The moon will be at its closest perigee—the nearest it gets to our planet during its egg-shaped orbit—for 2010 at 4:04 a.m. ET Saturday, reaching a distance of 221,577 miles (356,593 kilometers) from Earth.
At its farthest from Earth, the moon is said to be at apogee. Perigee and apogee each happen generally once a month, but the moon's wobbly orbit means that the satellite's exact distance at each of those events varies over the year. The moon's phase can also be different during each apogee and perigee.
"This month has the largest full moon of 2010, because it coincides with the special moment when the full moon happens to occur on the same day as it is at perigee," said Marc Jobin, an astronomer at the Montréal Planetarium.
And in a remarkable coincidence, Mars is at opposition Friday—directly opposite to the sun in the sky—so that as the sun sets in the southwest, Mars rises in the northeast.
Around opposition, the red planet gets closest to Earth. This year Mars swung by at just 61 million miles (98 million kilometers) on January 27, and it will still appear remarkably bright during the weekend sky show.
"To the naked eye it will appear as a bright, orange-colored star right next to the full moon—the pair will jump out at you for sure," Jobin said.
Full Moon Illusion
Because this unusually close perigee is happening during a full moon, it is expected to have an effect on Earth's tides.
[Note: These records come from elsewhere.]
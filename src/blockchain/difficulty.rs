use std::time::Duration;

use super::Block;

/// Difficulty when the previous block was mined much faster than average.
pub const RAISED_DIFFICULTY: u32 = 5;
/// Difficulty when the previous block took about as long as average.
pub const BASELINE_DIFFICULTY: u32 = 4;
/// Difficulty when the previous block was mined much slower than average.
pub const LOWERED_DIFFICULTY: u32 = 3;

/// Below this fraction of the average block time the chain is "too fast".
pub const FAST_RATIO: f64 = 0.125;
/// Above this multiple of the average block time the chain is "too slow".
pub const SLOW_RATIO: f64 = 1.25;

/// Difficulty for the block following `previous`, given the total mining time
/// of every block up to and including `previous`.
pub fn next_difficulty(previous: &Block, total_mining_time: Duration) -> u32 {
    adjust(previous.block_time, previous.index + 1, total_mining_time)
}

/// Compare the last block time against the average over `block_count` blocks.
pub fn adjust(last_block_time: Duration, block_count: u64, total_mining_time: Duration) -> u32 {
    let average = total_mining_time.as_secs_f64() / block_count.max(1) as f64;
    let last = last_block_time.as_secs_f64();

    if last < average * FAST_RATIO {
        RAISED_DIFFICULTY
    } else if last > average * SLOW_RATIO {
        LOWERED_DIFFICULTY
    } else {
        BASELINE_DIFFICULTY
    }
}

#[cfg(test)]
mod tests {
    use super::*;

    fn ms(n: u64) -> Duration {
        Duration::from_millis(n)
    }

    #[test]
    fn fast_block_raises_difficulty() {
        // average 100ms, last 10ms < 12.5ms
        assert_eq!(adjust(ms(10), 4, ms(400)), RAISED_DIFFICULTY);
    }

    #[test]
    fn slow_block_lowers_difficulty() {
        // average 100ms, last 130ms > 125ms
        assert_eq!(adjust(ms(130), 4, ms(400)), LOWERED_DIFFICULTY);
    }

    #[test]
    fn typical_block_keeps_baseline() {
        assert_eq!(adjust(ms(100), 4, ms(400)), BASELINE_DIFFICULTY);
        // boundaries are exclusive
        assert_eq!(adjust(ms(125), 4, ms(400)), BASELINE_DIFFICULTY);
        assert_eq!(adjust(ms(50), 4, ms(400)), BASELINE_DIFFICULTY);
    }

    #[test]
    fn zero_history_is_baseline() {
        assert_eq!(adjust(Duration::ZERO, 1, Duration::ZERO), BASELINE_DIFFICULTY);
    }
}
use log::{debug, info, warn};
use rand::Rng;
use serde::Serialize;
use std::fmt;
use std::time::Duration;

use super::{Block, MiningSettings, difficulty};
use crate::error::{EngineError, Result};
use crate::transaction::{SelectionPolicy, Transaction, TransactionPool};

/// Which check a block failed during full-chain validation.
#[derive(Debug, Clone, Copy, PartialEq, Eq, Serialize)]
#[serde(rename_all = "snake_case")]
pub enum InvalidReason {
    /// `previous_hash` does not match the preceding block's hash.
    Linkage,
    /// Stored hash differs from the recomputed one.
    Hash,
    /// Hash is genuine but lacks the required leading zeros.
    InsufficientWork,
    /// Transaction digests or the merkle root do not match the transactions.
    MerkleRoot,
}

/// First failing block found by [`Blockchain::first_invalid_block`].
#[derive(Debug, Clone, Copy, PartialEq, Eq, Serialize)]
pub struct ValidationFailure {
    pub index: u64,
    pub reason: InvalidReason,
}

impl fmt::Display for ValidationFailure {
    fn fmt(&self, f: &mut fmt::Formatter<'_>) -> fmt::Result {
        write!(f, "block #{} failed {:?} check", self.index, self.reason)
    }
}

/// Simple in-memory blockchain with Proof-of-Work.
#[derive(Debug)]
pub struct Blockchain {
    pub chain: Vec<Block>,
    pool: TransactionPool,
    /// Sum of every block's `block_time`, genesis included.
    total_mining_time: Duration,
    settings: MiningSettings,
}

impl Blockchain {
    /// Initialize a new blockchain with a freshly mined genesis block.
    pub fn new(settings: MiningSettings) -> Self {
        let genesis = Block::genesis(&settings);
        let total_mining_time = genesis.block_time;
        Self {
            chain: vec![genesis],
            pool: TransactionPool::new(),
            total_mining_time,
            settings,
        }
    }

    /// Return the last block in the chain.
    pub fn last_block(&self) -> &Block {
        self.chain
            .last()
            .expect("Blockchain should always have at least the genesis block")
    }

    pub fn len(&self) -> usize {
        self.chain.len()
    }

    pub fn settings(&self) -> MiningSettings {
        self.settings
    }

    pub fn set_settings(&mut self, settings: MiningSettings) {
        // NOTE: affects future blocks only.
        self.settings = settings;
    }

    pub fn total_mining_time(&self) -> Duration {
        self.total_mining_time
    }

    pub fn average_block_time(&self) -> Duration {
        self.total_mining_time / self.chain.len() as u32
    }

    /// Difficulty the next mined block would get under the current settings.
    pub fn next_difficulty(&self) -> u32 {
        if self.settings.dynamic_difficulty {
            difficulty::next_difficulty(self.last_block(), self.total_mining_time)
        } else {
            self.settings.fixed_difficulty
        }
    }

    pub fn pending(&self) -> &TransactionPool {
        &self.pool
    }

    /// Queue a transaction for a future block.
    pub fn submit_transaction(&mut self, tx: Transaction) {
        debug!(
            "POOL - queued tx {} ({} -> {}, amount={}, fee={})",
            tx.hash, tx.sender_address, tx.recipient_address, tx.amount, tx.fee
        );
        self.pool.push(tx);
    }

    /// Pull a batch from the pool with `policy`, mine it on top of the tip and
    /// append the result.
    pub fn mine_next_block(&mut self, policy: SelectionPolicy, miner_address: &str) -> &Block {
        self.mine_next_block_with_rng(policy, miner_address, &mut rand::thread_rng())
    }

    pub fn mine_next_block_with_rng<R: Rng>(
        &mut self,
        policy: SelectionPolicy,
        miner_address: &str,
        rng: &mut R,
    ) -> &Block {
        let batch = self.pool.select(
            self.settings.max_txs_per_block,
            policy,
            miner_address,
            rng,
        );
        debug!(
            "MINER - policy={} selected {} txs ({} left pending)",
            policy,
            batch.len(),
            self.pool.len()
        );

        let block = Block::mine_next(
            self.last_block(),
            batch,
            miner_address,
            self.total_mining_time,
            &self.settings,
        );
        self.total_mining_time += block.block_time;
        self.chain.push(block);
        self.last_block()
    }

    pub fn get_block(&self, index: u64) -> Result<&Block> {
        usize::try_from(index)
            .ok()
            .and_then(|i| self.chain.get(i))
            .ok_or(EngineError::NotFound(index))
    }

    /// Credits received minus amounts and fees sent, over every mined transaction.
    pub fn balance(&self, address: &str) -> f64 {
        self.chain
            .iter()
            .flat_map(|b| b.transactions.iter())
            .fold(0.0, |mut acc, tx| {
                if tx.recipient_address == address {
                    acc += tx.amount;
                }
                if tx.sender_address == address {
                    acc -= tx.amount + tx.fee;
                }
                acc
            })
    }

    /// Walk the chain and report the first block that fails a check.
    ///
    /// A genesis-only chain is checked by its hash alone. Otherwise every block
    /// from index 1 through the tip must link to its predecessor, carry a
    /// genuine hash meeting its difficulty, and match its merkle root.
    pub fn first_invalid_block(&self) -> Option<ValidationFailure> {
        if self.chain.len() == 1 {
            let genesis = &self.chain[0];
            return (genesis.hash != genesis.compute_hash()).then_some(ValidationFailure {
                index: genesis.index,
                reason: InvalidReason::Hash,
            });
        }

        for pair in self.chain.windows(2) {
            let (prev, current) = (&pair[0], &pair[1]);
            let reason = if current.previous_hash != prev.hash {
                Some(InvalidReason::Linkage)
            } else if current.hash != current.compute_hash() {
                Some(InvalidReason::Hash)
            } else if !current.is_valid() {
                Some(InvalidReason::InsufficientWork)
            } else if !current.has_valid_merkle_root() {
                Some(InvalidReason::MerkleRoot)
            } else {
                None
            };

            if let Some(reason) = reason {
                let failure = ValidationFailure {
                    index: current.index,
                    reason,
                };
                warn!("VALIDATE - {failure}");
                return Some(failure);
            }
        }
        None
    }

    /// Validate the entire chain: linkage, hashes, PoW and merkle roots.
    pub fn is_valid_chain(&self) -> bool {
        let valid = self.first_invalid_block().is_none();
        info!("VALIDATE - {} blocks, valid={}", self.chain.len(), valid);
        valid
    }

    /// Human-readable dump of one block.
    pub fn render_block(&self, index: u64) -> Result<String> {
        self.get_block(index).map(|b| b.to_string())
    }

    pub fn render_pending(&self) -> String {
        if self.pool.is_empty() {
            return "No Transactions Are Pending.".to_string();
        }
        self.pool
            .iter()
            .map(|tx| tx.to_string())
            .collect::<Vec<_>>()
            .join("\n")
    }
}

impl fmt::Display for Blockchain {
    fn fmt(&self, f: &mut fmt::Formatter<'_>) -> fmt::Result {
        for (i, block) in self.chain.iter().enumerate() {
            if i > 0 {
                write!(f, "\n \n")?;
            }
            write!(f, "{block}")?;
        }
        Ok(())
    }
}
These effects should be modest, most likely measurable in inches, although perigee tides can be higher if there happens to be a storm surge at the same time.
As for observing the effects of perigee on the moon itself, most casual observers should notice an obvious difference in the moon's apparent size as it rises above the eastern horizon, Jobin said.
That's when an optical illusion usually comes into play that makes any full moon seem larger, since the moon is set against familiar Earthly objects rather than appearing high in the empty sky.
"The combination of the two effects—perigee and moon illusion—will be really be noticeable and spectacular near the horizon," Jobin said.